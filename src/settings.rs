//! Per-participant pending match settings
//!
//! Settings are captured before a match exists and copied into the session at
//! creation time. Entries persist across matches and are overwritten by later
//! setting commands, never deleted.

use crate::error::{EngineError, Result};
use crate::types::ParticipantId;
use serde::{Deserialize, Serialize};
use std::collections::HashMap;
use std::ops::RangeInclusive;

/// Default number of rounds for a new match
pub const DEFAULT_ROUNDS: u32 = 1;
/// Default target player count
pub const DEFAULT_PLAYERS: u32 = 2;
/// Accepted round counts
pub const ROUNDS_RANGE: RangeInclusive<u32> = 1..=15;
/// Accepted target player counts
pub const PLAYERS_RANGE: RangeInclusive<u32> = 2..=10;

/// Pending match parameters for one participant
#[derive(Debug, Clone, Copy, PartialEq, Eq, Serialize, Deserialize)]
pub struct MatchSettings {
    pub rounds: u32,
    pub players: u32,
}

impl Default for MatchSettings {
    fn default() -> Self {
        Self {
            rounds: DEFAULT_ROUNDS,
            players: DEFAULT_PLAYERS,
        }
    }
}

fn validate_rounds(rounds: u32) -> Result<()> {
    if !ROUNDS_RANGE.contains(&rounds) {
        return Err(EngineError::InvalidConfig {
            reason: format!(
                "rounds must be between {} and {}, got {rounds}",
                ROUNDS_RANGE.start(),
                ROUNDS_RANGE.end()
            ),
        }
        .into());
    }
    Ok(())
}

fn validate_players(players: u32) -> Result<()> {
    if !PLAYERS_RANGE.contains(&players) {
        return Err(EngineError::InvalidConfig {
            reason: format!(
                "players must be between {} and {}, got {players}",
                PLAYERS_RANGE.start(),
                PLAYERS_RANGE.end()
            ),
        }
        .into());
    }
    Ok(())
}

/// In-memory store of pending settings, keyed by participant
#[derive(Debug, Default)]
pub struct SettingsStore {
    entries: HashMap<ParticipantId, MatchSettings>,
}

impl SettingsStore {
    pub fn new() -> Self {
        Self::default()
    }

    /// Set the round count, preserving any stored player count
    pub fn set_rounds(&mut self, participant: &str, rounds: u32) -> Result<()> {
        validate_rounds(rounds)?;
        self.entries
            .entry(participant.to_string())
            .or_default()
            .rounds = rounds;
        Ok(())
    }

    /// Set the target player count, preserving any stored round count
    pub fn set_players(&mut self, participant: &str, players: u32) -> Result<()> {
        validate_players(players)?;
        self.entries
            .entry(participant.to_string())
            .or_default()
            .players = players;
        Ok(())
    }

    /// Set both values atomically; if either is out of range nothing changes
    pub fn set_both(&mut self, participant: &str, rounds: u32, players: u32) -> Result<()> {
        validate_rounds(rounds)?;
        validate_players(players)?;
        self.entries
            .insert(participant.to_string(), MatchSettings { rounds, players });
        Ok(())
    }

    /// Stored settings for a participant, or the defaults; never fails
    pub fn get(&self, participant: &str) -> MatchSettings {
        self.entries
            .get(participant)
            .copied()
            .unwrap_or_default()
    }

    /// Create a defaulted entry on first contact, keeping any existing one
    pub fn ensure(&mut self, participant: &str) {
        self.entries
            .entry(participant.to_string())
            .or_default();
    }
}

**AIM OF THE TASK:** Pull out each line of the listing that holds the string "never".

**ANSWER TO THIS EXERCISE:**
//! setting commands, never deleted.
    /// Stored settings for a participant, or the defaults; never fails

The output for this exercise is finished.